*** Available records Section Begins ***
//! Career ladder - named tiers over follower-count ranges
//!
//! Each level covers the closed range `[min, max]`. Levels are stored in
//! ascending order, start at zero, touch end-to-start, and the last one is
//! open-ended. A count sitting on a shared boundary belongs to the lower
//! level, so 100 followers is still an Intern.

use serde::{Deserialize, Serialize};

use crate::core::error::{GameError, Result};

/// A single career tier
#[derive(Debug, Clone, PartialEq, Serialize, Deserialize)]
pub struct CareerLevel {
    pub title: String,
    /// Inclusive lower bound
    pub min: u64,
    /// Inclusive upper bound; `None` for the top tier
    #[serde(default)]
    pub max: Option<u64>,
    /// Energy accrued per follower gained while at this level
    pub energy_rate: f64,
    #[serde(default)]
    pub description: String,
    /// Human-readable perk text
    #[serde(default)]
    pub perk: String,
    #[serde(default)]
    pub icon: String,
}

impl CareerLevel {
    pub fn contains(&self, followers: u64) -> bool {
        followers >= self.min && self.max.map_or(true, |max| followers <= max)
    }
}

/// Ordered, validated list of career levels
///
/// Construction checks the coverage invariant, so lookups never fail.
#[derive(Debug, Clone, PartialEq, Serialize, Deserialize)]
#[serde(try_from = "Vec<CareerLevel>", into = "Vec<CareerLevel>")]
pub struct CareerLadder {
    levels: Vec<CareerLevel>,
}

impl CareerLadder {
    pub fn new(levels: Vec<CareerLevel>) -> Result<Self> {
        let first = levels
            .first()
            .ok_or_else(|| GameError::InvalidConfig("career ladder has no levels".into()))?;
        if first.min != 0 {
            return Err(GameError::InvalidConfig(format!(
                "first level {} must start at 0, starts at {}",
                first.title, first.min
            )));
        }

        for pair in levels.windows(2) {
            let (lower, upper) = (&pair[0], &pair[1]);
            match lower.max {
                Some(max) if max == upper.min && max > lower.min => {}
                Some(max) => {
                    return Err(GameError::InvalidConfig(format!(
                        "level {} ends at {} but {} starts at {}",
                        lower.title, max, upper.title, upper.min
                    )))
                }
                None => {
                    return Err(GameError::InvalidConfig(format!(
                        "level {} is open-ended but is followed by {}",
                        lower.title, upper.title
                    )))
                }
            }
        }

        // Checked non-empty above
        let last = &levels[levels.len() - 1];
        if last.max.is_some() {
            return Err(GameError::InvalidConfig(format!(
                "top level {} must be open-ended",
                last.title
            )));
        }

        for level in &levels {
            if !(0.0..=1.0).contains(&level.energy_rate) {
                return Err(GameError::InvalidConfig(format!(
                    "level {} has energy rate {} outside [0, 1]",
                    level.title, level.energy_rate
                )));
            }
        }

        Ok(Self { levels })
    }

    /// The default GamedIn ladder
    pub fn with_defaults() -> Self {
        let tier = |title: &str, min: u64, max: Option<u64>, rate: f64, description: &str, perk: &str, icon: &str| {
            CareerLevel {
                title: title.into(),
                min,
                max,
                energy_rate: rate,
                description: description.into(),
                perk: perk.into(),
                icon: icon.into(),
            }
        };

        Self {
            levels: vec![
                tier("Intern", 0, Some(100), 0.1, "Starting your professional journey", "+1 energy per 10 followers gained", "📝"),
                tier("Professional", 100, Some(500), 0.15, "Building your professional brand", "+1.5 energy per 10 followers gained", "💼"),
                tier("Manager", 500, Some(1_500), 0.2, "Leading teams and projects", "+2 energy per 10 followers gained", "👔"),
                tier("Director", 1_500, Some(5_000), 0.25, "Strategic leadership role", "+2.5 energy per 10 followers gained", "🎯"),
                tier("VP", 5_000, Some(15_000), 0.3, "Executive leadership position", "+3 energy per 10 followers gained", "👑"),
                tier("C-Suite", 15_000, None, 0.5, "Ultimate professional achievement - Global influence", "+5 energy per 10 followers gained", "💎"),
            ],
        }
    }

    pub fn levels(&self) -> &[CareerLevel] {
        &self.levels
    }

    pub fn len(&self) -> usize {
        self.levels.len()
    }

    pub fn is_empty(&self) -> bool {
        self.levels.is_empty()
    }

    /// Index of the first level containing `followers`, falling back to the first level
    pub fn index_for(&self, followers: u64) -> usize {
        self.levels
            .iter()
            .position(|level| level.contains(followers))
            .unwrap_or(0)
    }

    /// Index of the level with the given title
    pub fn index_of_title(&self, title: &str) -> Option<usize> {
        self.levels.iter().position(|level| level.title == title)
    }

    pub fn get(&self, index: usize) -> Option<&CareerLevel> {
        self.levels.get(index)
    }

    pub fn first(&self) -> &CareerLevel {
        &self.levels[0]
    }
}

impl TryFrom<Vec<CareerLevel>> for CareerLadder {
    type Error = GameError;

    fn try_from(levels: Vec<CareerLevel>) -> Result<Self> {
        Self::new(levels)
    }
}

impl From<CareerLadder> for Vec<CareerLevel> {
    fn from(ladder: CareerLadder) -> Self {
        ladder.levels
    }
}

impl Default for CareerLadder {
    fn default() -> Self {
        Self::with_defaults()
    }
}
*** Available records Section Ends ***
Your task for the entries above: copy exactly the span starting with the line with "self.levels.iter().position(|level| level.title == title)" and going on through the line with "ladder.levels", both lines included, and nothing else.

Expected answer >>
        self.levels.iter().position(|level| level.title == title)
    }

    pub fn get(&self, index: usize) -> Option<&CareerLevel> {
        self.levels.get(index)
    }

    pub fn first(&self) -> &CareerLevel {
        &self.levels[0]
    }
}

impl TryFrom<Vec<CareerLevel>> for CareerLadder {
    type Error = GameError;

    fn try_from(levels: Vec<CareerLevel>) -> Result<Self> {
        Self::new(levels)
    }
}

impl From<CareerLadder> for Vec<CareerLevel> {
    fn from(ladder: CareerLadder) -> Self {
        ladder.levels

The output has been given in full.